Starting point is 00:21:49 To really make a go of his business model in the modern world, Kim would have to be adept at social media, which has its difficulties. Fully half of the Ashita Kim Unmasked biography on his website is him complaining about YouTube and Facebook. It's just so boomery. It kills me dead. Facebook in particular didn't end well for our boy. Grandmaster Ashita Kim, with more than 40 years of martial arts experience dealing with bullies, was forever banned from Facebook.
Starting point is 00:22:22 As far as we know, is the only person to hold that distinction. So, one, of course he's not. And two, he's on Facebook again already. He links to it from his own freaking website. You don't need to check it out. Okay, just imagine like the boomeriest page you can possibly imagine and you will not be far off. I think Ashita Kim is an odd kind of fraud. He doesn't seem to have benefited much for spending over half his life on this doofery. The created identity and the community that came with it are all he was in it for, apparently. It's kind of sad, but also really funny. Yeah, it's almost like he's just in it for the love of the game. Yeah, I think he's in it for the attention, absolutely.
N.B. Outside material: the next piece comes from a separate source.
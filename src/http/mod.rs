//! Static file serving for the arcade hub page and the game directory

pub mod response;
pub mod server;
pub mod static_files;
Starting point is 00:23:10 We'll leave Master Kim with a couple of quotes. First, this one from his website, Ninjitsu is the most inoffensive and non-violent martial art known to man. And from one of his videos, somebody attacks you, you stick your fingers in their eyes, you shake their head back and forth and you rattle their brain, and you throw them on the ground and you stomp on their throat until they quit wiggling. A little bit of cognitive dissonance going on there. So there you go. That's Ashita Kim.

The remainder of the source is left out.